Keith Wade, Chief Economist at Schroders, comments:
"It was the result the market wanted, but the relief has been short lived. After an initial rally, equities have fallen back. Greece is now expected to be able to form a government, in the form of a coalition led by New Democracy, and achieve some lightening of th bailout conditions. Progress is unlikely to be straightforward and we would not be surprised to see doubts raised once more about euro membership, particularly as the economy is likely to remain mired in recession and the party with momentum in Greece is the anti-austerity Syriza, which made further gains at the weekend and is now the clear opposition. Furthermore, the troika will also be wary of conceding too much to Greece knowing that Ireland and Portugal will be watching and comparing the terms of their bailouts. However, Greece can be managed in the near term if the political will is there to provide funding.
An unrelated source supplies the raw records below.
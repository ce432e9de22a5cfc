//! Face++ emotion classification and photo filtering.
//!
//! This crate provides:
//! - An HTTP client for the Face++ `detect` endpoint
//! - Dominant-emotion extraction per detected face
//! - A per-photo emotion resolver with an in-memory, single-flight cache
//! - `EmotionFilterService`, which keeps the photos showing any of a set of emotions

pub mod client;
pub mod config;
pub mod error;
pub mod extractor;
pub mod metrics;
pub mod resolver;
pub mod service;
pub mod types;

pub use client::{FaceAnalyzer, FacePlusPlusClient};
pub use config::{FacePlusPlusConfig, FailurePolicy};
pub use error::{FppError, FppResult};
pub use extractor::dominant_emotion;
pub use resolver::EmotionResolver;
pub use service::EmotionFilterService;
pub use types::{DetectResponse, EmotionDistribution, Face, FaceAttributes};
//! Face++ client error types.

use thiserror::Error;

/// Result type for Face++ operations.
pub type FppResult<T> = Result<T, FppError>;

/// Errors that can occur while classifying photos.
#[derive(Debug, Error)]
pub enum FppError {
    #[error("Configuration error: {0}")]
    Config(String),

    #[error("Invalid API URL: {0}")]
    InvalidUrl(#[from] url::ParseError),

    #[error("Face++ returned {status}: {message}")]
    RequestFailed { status: u16, message: String },

    #[error("Rate limited by Face++: {0}")]
    RateLimited(String),

    #[error("Network error: {0}")]
    Network(#[from] reqwest::Error),

    #[error("JSON error: {0}")]
    Json(#[from] serde_json::Error),
}

impl FppError {
    pub fn config(msg: impl Into<String>) -> Self {
        Self::Config(msg.into())
    }

    /// Map a non-success HTTP status to an error.
    ///
    /// Face++ reports throttling as 403 with `CONCURRENCY_LIMIT_EXCEEDED`.
    pub fn from_http_status(status: u16, message: impl Into<String>) -> Self {
        let message = message.into();
        if status == 429 || message.contains("CONCURRENCY_LIMIT_EXCEEDED") {
            return Self::RateLimited(message);
        }
        Self::RequestFailed { status, message }
    }

    /// HTTP status carried by the error, if any.
    pub fn http_status(&self) -> Option<u16> {
        match self {
            FppError::RequestFailed { status, .. } => Some(*status),
            FppError::RateLimited(_) => Some(429),
            FppError::Network(e) => e.status().map(|s| s.as_u16()),
            _ => None,
        }
    }

    /// Check if error is retryable.
    ///
    /// The resolver never retries on its own; this is for callers that wrap it.
    pub fn is_retryable(&self) -> bool {
        match self {
            FppError::Network(_) | FppError::RateLimited(_) => true,
            FppError::RequestFailed { status, .. } => *status >= 500,
            _ => false,
        }
    }
}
The same may not be said of Spain, where ten year bond yields have risen above 7%. Even more worrying is the rise in short-term rates, with two year Spanish paper now trading near 5.5%. Clearly such rates put government debt on an unsustainable path with the cost of borrowing well ahead of economic growth. We await the results of the independent assessment of bank losses later this week, which will give us a clearer idea of the scale of the bank recapitalisation required in Spain. The concern is that this will push Spain's public debt to GDP ratio towards 90%.
The real problem in Spain is growth, and our view remains that the combination of fiscal austerity, labour market reform and bank recapitalisation means that activity will stay weak, therefore maintaining the pressure for a bailout of the eurozone's fourth largest economy. Given that the Spanish economy is twice the size of Portugal, Ireland and Greece combined, it is likely that any support would absorb much of the capacity of the European bailout fund (the ESM), estimated at around €500bn.
Clearly, following the election result in Greece we will have to revisit our view of a ‘Grexit' in the third quarter. The test in the near term will be whether the new government can negotiate an amended bailout where the economy achieves fiscal stability over a longer time period and tightening is pushed out. Some Official Sector involvement (i.e. debt forgiveness by EU governments) may well also be needed. One measure of success will be if the tide of capital flight ebbs. However, it is a tall order and Greece may only have delayed, not dodged an eventual exit from the single currency."